# PROMPT
In the records that follow, find the line with "async fn on_event(&self, event: ContractEvent);"; from there, retype every line exactly through the line with "async fn owner(&self)", which also belongs to the answer.

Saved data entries
◇ ◇ ◇ ◇ ◇ ◇ ◇

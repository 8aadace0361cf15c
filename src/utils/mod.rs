//!
//! Utility module for the crowdfunding client.
//!
//! Re-exports unit conversion helpers used by the sync engine and the action dispatcher.
/// Base unit <-> display unit conversion
pub mod units;

pub use units::{DISPLAY_DECIMALS, UnitError, multiply, to_base_units, to_display_units};
//! Typed read/write façade over the crowdfunding contract.
//!
//! Reads are independent point-in-time queries: two reads issued separately may observe
//! different contract states. Writes return as soon as the transaction is accepted for
//! processing, not when it is final.

use crate::contract::{CampaignDetail, ContractEvent, GatewayError, Subscription};

use ethers::types::{Address, TxHash, U256};
use std::sync::Arc;

/// Receives contract events from a gateway subscription.
///
/// Events are delivered one at a time; the next event is not delivered until `on_event`
/// returns.
#[async_trait::async_trait]
pub trait ContractEventHandler: Send + Sync {
	async fn on_event(&self, event: ContractEvent);

	/// Name of this handler for logging and diagnostics.
	fn name(&self) -> &'static str;
}

#[async_trait::async_trait]
pub trait ContractGateway: Send + Sync {
	async fn owner(&self) -> Result<Address, GatewayError>;
	async fn contract_balance(&self) -> Result<U256, GatewayError>;
	async fn total_fees(&self) -> Result<U256, GatewayError>;
	async fn active_campaign_ids(&self) -> Result<Vec<U256>, GatewayError>;
	async fn fulfilled_campaign_ids(&self) -> Result<Vec<U256>, GatewayError>;
	async fn cancelled_campaign_ids(&self) -> Result<Vec<U256>, GatewayError>;
	async fn campaign_detail(&self, id: U256) -> Result<CampaignDetail, GatewayError>;

	/// `fee` is attached as the transaction value.
	async fn create_campaign(
		&self,
		from: Address,
		title: String,
		pledge_cost: U256,
		pledges_needed: U256,
		fee: U256,
	) -> Result<TxHash, GatewayError>;

	/// `value` must cover `count` pledges at the campaign's pledge cost.
	async fn pledge(
		&self,
		from: Address,
		id: U256,
		count: U256,
		value: U256,
	) -> Result<TxHash, GatewayError>;

	async fn cancel_campaign(&self, from: Address, id: U256) -> Result<TxHash, GatewayError>;
	async fn fulfill_campaign(&self, from: Address, id: U256) -> Result<TxHash, GatewayError>;
	async fn claim_refund(&self, from: Address, id: U256) -> Result<TxHash, GatewayError>;
	async fn withdraw_fees(&self, from: Address) -> Result<TxHash, GatewayError>;
	async fn change_owner(&self, from: Address, new_owner: Address)
	-> Result<TxHash, GatewayError>;
	async fn ban_entrepreneur(
		&self,
		from: Address,
		entrepreneur: Address,
	) -> Result<TxHash, GatewayError>;
	async fn destroy_contract(&self, from: Address) -> Result<TxHash, GatewayError>;

	/// Deliver every event the contract emits from now on to `handler`.
	///
	/// Events emitted before the subscription is established are not replayed.
	async fn subscribe_all(
		&self,
		handler: Arc<dyn ContractEventHandler>,
	) -> Result<Subscription, GatewayError>;
}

◇ ◇ ◇ ◇ ◇ ◇ ◇

# ANSWER TO THIS PROBLEM
	async fn on_event(&self, event: ContractEvent);

	/// Name of this handler for logging and diagnostics.
	fn name(&self) -> &'static str;
}

#[async_trait::async_trait]
pub trait ContractGateway: Send + Sync {
	async fn owner(&self) -> Result<Address, GatewayError>;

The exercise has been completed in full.